## The problem
The following data has a line with "the interactive loop." and a line with "cursor is now.". Write out exactly those lines and all the lines between them.

## The data
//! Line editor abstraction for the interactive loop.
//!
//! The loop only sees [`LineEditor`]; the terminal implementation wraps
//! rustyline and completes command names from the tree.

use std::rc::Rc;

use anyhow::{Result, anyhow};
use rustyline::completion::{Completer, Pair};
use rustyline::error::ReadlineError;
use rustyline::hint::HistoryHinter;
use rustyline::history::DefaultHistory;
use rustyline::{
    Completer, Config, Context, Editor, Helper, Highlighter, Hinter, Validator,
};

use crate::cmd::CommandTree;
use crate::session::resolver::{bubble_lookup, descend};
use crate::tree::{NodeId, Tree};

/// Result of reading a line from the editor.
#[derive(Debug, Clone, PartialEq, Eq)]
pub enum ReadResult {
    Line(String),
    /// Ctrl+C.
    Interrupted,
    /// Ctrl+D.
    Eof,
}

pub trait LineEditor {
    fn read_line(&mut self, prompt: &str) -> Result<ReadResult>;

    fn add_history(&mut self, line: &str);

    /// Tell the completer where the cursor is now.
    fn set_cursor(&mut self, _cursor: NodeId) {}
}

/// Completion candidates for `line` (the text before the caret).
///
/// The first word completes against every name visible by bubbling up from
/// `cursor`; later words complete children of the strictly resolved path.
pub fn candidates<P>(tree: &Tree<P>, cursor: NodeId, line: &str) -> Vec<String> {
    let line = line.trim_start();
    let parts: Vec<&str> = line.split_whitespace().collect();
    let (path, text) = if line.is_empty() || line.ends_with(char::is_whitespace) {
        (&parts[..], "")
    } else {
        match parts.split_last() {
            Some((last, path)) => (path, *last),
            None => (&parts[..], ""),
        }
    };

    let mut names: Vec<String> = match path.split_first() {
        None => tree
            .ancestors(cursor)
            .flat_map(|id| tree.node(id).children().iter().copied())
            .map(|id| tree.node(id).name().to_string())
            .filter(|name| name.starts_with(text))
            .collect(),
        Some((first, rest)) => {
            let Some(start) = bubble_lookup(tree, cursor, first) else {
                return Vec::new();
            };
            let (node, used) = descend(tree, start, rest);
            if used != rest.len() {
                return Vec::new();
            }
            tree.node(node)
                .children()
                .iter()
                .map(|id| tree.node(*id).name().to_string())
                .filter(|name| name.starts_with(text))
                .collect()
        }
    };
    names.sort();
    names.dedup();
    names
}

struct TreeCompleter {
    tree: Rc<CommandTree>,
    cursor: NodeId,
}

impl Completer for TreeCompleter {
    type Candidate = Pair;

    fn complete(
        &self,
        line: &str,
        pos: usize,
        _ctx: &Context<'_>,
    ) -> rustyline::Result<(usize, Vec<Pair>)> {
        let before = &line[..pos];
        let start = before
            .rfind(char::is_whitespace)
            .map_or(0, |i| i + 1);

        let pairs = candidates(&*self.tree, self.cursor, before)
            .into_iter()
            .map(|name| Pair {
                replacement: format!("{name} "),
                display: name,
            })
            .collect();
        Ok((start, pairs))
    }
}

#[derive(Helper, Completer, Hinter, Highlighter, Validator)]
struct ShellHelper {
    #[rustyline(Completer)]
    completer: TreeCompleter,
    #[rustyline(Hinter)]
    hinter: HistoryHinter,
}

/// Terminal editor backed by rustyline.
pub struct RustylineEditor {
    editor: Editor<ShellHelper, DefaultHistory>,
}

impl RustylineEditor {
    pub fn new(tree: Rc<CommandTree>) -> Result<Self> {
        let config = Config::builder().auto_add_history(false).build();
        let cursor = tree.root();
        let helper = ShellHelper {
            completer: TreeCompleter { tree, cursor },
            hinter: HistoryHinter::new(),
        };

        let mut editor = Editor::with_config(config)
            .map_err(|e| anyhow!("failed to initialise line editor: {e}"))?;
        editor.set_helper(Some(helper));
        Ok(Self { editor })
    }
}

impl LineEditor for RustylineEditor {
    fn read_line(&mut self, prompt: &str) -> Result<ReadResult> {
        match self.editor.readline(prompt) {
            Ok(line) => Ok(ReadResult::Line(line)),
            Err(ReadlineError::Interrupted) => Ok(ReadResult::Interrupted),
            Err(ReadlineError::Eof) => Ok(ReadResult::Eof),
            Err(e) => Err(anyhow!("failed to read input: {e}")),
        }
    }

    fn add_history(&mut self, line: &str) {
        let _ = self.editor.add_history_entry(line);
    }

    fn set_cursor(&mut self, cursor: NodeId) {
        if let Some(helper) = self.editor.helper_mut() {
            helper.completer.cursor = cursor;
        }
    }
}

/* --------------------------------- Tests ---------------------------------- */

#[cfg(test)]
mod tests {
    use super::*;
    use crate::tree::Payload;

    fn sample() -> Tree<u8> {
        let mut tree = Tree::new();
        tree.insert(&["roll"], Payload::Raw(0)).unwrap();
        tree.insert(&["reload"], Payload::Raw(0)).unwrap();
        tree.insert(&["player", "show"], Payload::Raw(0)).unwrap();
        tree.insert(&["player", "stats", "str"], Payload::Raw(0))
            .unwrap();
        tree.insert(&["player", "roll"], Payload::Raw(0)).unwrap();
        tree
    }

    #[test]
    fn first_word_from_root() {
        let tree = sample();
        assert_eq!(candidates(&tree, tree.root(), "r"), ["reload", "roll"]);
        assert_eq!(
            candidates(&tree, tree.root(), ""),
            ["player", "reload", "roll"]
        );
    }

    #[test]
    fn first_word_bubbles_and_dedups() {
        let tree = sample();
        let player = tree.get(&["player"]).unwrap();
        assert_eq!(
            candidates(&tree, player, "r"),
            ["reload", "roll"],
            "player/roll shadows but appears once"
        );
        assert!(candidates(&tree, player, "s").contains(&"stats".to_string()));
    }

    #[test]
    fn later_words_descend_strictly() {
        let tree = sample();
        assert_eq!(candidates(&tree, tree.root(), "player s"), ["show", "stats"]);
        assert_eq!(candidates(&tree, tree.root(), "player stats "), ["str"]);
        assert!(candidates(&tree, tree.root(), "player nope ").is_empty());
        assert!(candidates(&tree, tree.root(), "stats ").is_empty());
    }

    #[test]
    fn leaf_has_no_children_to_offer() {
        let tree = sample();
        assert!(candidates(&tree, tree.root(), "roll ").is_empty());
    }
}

--

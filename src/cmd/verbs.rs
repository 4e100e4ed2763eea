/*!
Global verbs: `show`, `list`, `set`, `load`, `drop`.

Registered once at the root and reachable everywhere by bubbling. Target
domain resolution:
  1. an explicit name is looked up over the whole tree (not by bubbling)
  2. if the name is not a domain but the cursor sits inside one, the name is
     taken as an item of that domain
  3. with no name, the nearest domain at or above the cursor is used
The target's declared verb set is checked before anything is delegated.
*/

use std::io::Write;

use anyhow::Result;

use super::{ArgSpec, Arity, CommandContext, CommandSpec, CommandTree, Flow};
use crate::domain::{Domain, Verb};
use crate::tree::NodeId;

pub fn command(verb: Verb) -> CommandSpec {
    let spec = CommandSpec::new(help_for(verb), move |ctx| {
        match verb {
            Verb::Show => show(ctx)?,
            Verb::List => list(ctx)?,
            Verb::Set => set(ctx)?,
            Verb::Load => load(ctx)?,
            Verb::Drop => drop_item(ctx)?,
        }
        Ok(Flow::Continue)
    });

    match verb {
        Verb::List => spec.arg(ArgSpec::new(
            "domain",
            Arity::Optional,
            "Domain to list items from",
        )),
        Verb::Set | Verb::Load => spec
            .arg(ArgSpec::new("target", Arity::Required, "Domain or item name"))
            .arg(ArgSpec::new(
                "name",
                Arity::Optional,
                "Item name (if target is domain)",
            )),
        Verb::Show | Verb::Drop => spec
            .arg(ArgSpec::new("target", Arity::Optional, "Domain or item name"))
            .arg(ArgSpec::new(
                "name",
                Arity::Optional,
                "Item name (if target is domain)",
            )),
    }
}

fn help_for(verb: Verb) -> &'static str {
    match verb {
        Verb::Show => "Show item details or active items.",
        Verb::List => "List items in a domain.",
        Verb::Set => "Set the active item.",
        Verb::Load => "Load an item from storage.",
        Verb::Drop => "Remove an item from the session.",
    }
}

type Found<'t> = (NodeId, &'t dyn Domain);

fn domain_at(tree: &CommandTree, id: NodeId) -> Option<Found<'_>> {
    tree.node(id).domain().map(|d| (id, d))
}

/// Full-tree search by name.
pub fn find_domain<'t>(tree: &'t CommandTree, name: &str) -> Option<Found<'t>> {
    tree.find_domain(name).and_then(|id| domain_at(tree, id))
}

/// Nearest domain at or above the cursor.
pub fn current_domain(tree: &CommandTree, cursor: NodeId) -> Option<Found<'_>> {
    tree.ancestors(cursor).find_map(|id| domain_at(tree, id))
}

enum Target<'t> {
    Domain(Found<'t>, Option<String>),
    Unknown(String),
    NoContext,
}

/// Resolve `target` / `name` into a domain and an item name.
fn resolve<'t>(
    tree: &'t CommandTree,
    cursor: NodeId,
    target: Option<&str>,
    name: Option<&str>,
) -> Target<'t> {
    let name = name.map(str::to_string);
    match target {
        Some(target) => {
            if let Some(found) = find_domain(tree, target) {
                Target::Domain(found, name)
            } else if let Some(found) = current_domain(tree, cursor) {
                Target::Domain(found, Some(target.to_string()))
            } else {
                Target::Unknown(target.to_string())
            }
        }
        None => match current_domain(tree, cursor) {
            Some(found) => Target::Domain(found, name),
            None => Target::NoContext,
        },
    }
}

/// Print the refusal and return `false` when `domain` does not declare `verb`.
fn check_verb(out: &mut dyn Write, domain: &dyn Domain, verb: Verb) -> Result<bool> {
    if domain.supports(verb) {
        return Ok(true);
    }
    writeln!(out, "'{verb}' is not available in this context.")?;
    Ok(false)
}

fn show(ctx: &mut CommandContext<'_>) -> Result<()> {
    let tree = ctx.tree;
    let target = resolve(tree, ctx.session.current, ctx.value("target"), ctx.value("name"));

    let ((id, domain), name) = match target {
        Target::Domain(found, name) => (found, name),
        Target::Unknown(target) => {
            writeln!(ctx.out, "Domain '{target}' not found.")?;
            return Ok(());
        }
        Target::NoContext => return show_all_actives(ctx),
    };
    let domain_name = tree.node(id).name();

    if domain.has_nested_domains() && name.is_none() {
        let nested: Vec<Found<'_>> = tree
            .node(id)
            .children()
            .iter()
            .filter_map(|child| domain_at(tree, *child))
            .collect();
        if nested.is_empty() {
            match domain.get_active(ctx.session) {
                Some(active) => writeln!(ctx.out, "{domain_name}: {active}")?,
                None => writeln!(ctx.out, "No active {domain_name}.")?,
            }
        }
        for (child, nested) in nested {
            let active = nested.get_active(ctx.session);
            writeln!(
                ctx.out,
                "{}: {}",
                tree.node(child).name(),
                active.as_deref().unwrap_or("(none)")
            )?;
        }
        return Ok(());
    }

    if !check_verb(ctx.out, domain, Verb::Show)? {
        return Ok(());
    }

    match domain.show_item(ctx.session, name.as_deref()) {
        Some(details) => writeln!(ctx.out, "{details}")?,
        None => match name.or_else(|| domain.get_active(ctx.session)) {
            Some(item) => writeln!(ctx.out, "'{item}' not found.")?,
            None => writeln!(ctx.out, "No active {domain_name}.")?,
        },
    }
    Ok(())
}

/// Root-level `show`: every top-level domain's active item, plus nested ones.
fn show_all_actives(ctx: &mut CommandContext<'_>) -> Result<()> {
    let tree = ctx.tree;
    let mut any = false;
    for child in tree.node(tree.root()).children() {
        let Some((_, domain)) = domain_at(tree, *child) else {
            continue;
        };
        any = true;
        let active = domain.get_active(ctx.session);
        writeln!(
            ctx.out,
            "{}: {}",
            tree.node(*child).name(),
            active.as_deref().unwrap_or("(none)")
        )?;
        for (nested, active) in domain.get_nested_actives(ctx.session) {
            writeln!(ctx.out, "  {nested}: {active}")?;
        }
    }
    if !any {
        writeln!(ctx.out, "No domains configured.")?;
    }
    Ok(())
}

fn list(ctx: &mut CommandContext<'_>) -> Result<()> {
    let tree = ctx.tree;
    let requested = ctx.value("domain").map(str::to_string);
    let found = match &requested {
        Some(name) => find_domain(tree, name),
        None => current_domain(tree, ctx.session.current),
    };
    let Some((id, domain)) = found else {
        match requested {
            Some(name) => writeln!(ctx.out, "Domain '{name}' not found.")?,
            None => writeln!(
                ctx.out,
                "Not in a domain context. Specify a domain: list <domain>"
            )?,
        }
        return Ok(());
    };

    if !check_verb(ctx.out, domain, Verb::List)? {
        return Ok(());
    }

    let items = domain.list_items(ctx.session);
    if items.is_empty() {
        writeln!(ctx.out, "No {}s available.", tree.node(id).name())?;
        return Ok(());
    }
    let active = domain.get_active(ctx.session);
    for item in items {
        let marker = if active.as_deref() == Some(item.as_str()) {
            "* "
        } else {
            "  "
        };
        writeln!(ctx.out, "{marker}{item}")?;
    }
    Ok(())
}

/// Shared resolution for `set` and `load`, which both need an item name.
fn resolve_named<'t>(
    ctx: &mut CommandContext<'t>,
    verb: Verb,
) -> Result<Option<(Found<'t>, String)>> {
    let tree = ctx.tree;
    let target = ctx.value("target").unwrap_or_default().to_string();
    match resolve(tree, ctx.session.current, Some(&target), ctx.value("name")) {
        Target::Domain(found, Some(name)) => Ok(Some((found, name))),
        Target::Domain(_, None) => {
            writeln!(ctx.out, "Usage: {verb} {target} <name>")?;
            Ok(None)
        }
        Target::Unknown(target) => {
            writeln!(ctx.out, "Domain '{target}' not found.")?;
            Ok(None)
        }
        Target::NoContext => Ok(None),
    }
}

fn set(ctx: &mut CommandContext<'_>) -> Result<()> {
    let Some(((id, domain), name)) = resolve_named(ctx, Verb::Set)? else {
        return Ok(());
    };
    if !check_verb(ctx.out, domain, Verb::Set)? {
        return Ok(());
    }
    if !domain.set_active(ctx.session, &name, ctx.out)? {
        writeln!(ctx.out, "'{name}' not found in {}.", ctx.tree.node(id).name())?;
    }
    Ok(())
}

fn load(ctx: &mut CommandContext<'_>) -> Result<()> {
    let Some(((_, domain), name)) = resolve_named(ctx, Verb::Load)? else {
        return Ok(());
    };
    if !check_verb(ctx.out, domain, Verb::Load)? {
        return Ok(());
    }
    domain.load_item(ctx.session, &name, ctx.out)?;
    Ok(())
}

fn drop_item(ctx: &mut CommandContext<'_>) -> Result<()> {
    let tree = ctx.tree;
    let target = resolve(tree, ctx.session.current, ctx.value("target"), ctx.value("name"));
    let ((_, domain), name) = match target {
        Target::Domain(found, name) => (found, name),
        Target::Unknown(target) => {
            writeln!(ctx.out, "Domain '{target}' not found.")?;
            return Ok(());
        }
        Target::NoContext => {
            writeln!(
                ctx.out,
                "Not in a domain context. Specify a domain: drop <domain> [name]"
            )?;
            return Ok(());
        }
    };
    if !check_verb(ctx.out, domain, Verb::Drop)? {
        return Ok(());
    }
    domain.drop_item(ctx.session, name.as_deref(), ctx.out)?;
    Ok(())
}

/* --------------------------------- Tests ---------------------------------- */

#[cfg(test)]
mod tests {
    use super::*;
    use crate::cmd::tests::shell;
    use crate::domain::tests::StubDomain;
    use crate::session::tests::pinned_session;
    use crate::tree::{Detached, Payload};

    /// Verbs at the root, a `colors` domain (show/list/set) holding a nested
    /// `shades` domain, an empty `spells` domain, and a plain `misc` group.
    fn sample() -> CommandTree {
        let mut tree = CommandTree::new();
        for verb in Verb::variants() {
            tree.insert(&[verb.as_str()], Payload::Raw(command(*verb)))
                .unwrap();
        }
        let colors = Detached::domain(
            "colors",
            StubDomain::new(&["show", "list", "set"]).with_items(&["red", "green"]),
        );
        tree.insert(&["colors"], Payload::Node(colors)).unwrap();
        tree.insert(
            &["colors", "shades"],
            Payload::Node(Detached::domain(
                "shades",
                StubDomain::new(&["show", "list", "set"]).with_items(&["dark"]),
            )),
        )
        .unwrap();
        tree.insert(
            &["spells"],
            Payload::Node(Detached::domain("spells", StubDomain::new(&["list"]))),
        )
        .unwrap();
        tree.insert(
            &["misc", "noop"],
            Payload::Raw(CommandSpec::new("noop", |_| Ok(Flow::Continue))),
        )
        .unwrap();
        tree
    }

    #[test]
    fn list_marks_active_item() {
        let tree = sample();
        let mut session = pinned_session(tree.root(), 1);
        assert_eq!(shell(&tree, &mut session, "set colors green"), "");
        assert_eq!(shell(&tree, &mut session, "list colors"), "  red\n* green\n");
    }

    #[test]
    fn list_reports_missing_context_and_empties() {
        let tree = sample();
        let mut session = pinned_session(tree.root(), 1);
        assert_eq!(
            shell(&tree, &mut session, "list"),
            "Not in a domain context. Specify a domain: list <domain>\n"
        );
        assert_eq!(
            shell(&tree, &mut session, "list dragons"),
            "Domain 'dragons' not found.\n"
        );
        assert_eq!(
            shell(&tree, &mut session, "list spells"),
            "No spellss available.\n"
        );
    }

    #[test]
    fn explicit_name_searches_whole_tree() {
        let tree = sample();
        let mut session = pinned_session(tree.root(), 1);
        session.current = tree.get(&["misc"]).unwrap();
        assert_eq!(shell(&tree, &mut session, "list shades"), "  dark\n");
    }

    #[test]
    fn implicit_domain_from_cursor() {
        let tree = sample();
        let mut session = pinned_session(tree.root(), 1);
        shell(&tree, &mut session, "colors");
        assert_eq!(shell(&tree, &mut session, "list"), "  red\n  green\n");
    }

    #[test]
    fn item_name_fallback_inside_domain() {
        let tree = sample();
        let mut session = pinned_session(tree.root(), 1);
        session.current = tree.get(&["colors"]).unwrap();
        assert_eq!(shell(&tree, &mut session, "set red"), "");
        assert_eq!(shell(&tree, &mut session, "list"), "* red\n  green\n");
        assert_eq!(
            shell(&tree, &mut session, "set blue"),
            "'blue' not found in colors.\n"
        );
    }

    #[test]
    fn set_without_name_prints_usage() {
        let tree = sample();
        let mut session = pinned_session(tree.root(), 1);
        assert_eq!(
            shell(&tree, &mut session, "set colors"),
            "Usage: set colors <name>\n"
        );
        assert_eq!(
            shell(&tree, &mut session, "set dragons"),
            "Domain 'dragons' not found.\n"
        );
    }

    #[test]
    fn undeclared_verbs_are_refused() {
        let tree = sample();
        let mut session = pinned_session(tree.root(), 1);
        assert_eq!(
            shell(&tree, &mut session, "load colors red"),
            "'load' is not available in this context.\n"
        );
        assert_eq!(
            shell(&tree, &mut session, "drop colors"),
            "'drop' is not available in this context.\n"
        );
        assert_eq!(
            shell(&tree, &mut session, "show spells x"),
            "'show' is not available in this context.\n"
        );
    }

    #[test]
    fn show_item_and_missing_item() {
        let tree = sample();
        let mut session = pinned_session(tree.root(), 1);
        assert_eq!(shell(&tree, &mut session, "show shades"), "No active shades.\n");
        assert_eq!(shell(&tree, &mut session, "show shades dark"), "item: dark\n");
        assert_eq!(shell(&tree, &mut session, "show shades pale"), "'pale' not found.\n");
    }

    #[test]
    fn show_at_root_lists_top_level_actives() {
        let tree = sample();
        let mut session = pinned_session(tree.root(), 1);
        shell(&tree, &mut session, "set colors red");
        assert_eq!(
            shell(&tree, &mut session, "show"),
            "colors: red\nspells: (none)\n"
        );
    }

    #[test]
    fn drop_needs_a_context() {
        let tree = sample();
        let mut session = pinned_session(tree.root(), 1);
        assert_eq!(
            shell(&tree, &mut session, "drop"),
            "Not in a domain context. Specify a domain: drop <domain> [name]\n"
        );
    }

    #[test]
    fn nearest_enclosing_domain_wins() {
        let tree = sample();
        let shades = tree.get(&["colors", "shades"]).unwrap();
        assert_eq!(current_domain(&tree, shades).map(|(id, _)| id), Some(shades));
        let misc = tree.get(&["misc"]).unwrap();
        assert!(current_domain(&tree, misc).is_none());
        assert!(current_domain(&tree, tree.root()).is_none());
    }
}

## The completed task
//! Line editor abstraction for the interactive loop.
//!
//! The loop only sees [`LineEditor`]; the terminal implementation wraps
//! rustyline and completes command names from the tree.

use std::rc::Rc;

use anyhow::{Result, anyhow};
use rustyline::completion::{Completer, Pair};
use rustyline::error::ReadlineError;
use rustyline::hint::HistoryHinter;
use rustyline::history::DefaultHistory;
use rustyline::{
    Completer, Config, Context, Editor, Helper, Highlighter, Hinter, Validator,
};

use crate::cmd::CommandTree;
use crate::session::resolver::{bubble_lookup, descend};
use crate::tree::{NodeId, Tree};

/// Result of reading a line from the editor.
#[derive(Debug, Clone, PartialEq, Eq)]
pub enum ReadResult {
    Line(String),
    /// Ctrl+C.
    Interrupted,
    /// Ctrl+D.
    Eof,
}

pub trait LineEditor {
    fn read_line(&mut self, prompt: &str) -> Result<ReadResult>;

    fn add_history(&mut self, line: &str);

    /// Tell the completer where the cursor is now.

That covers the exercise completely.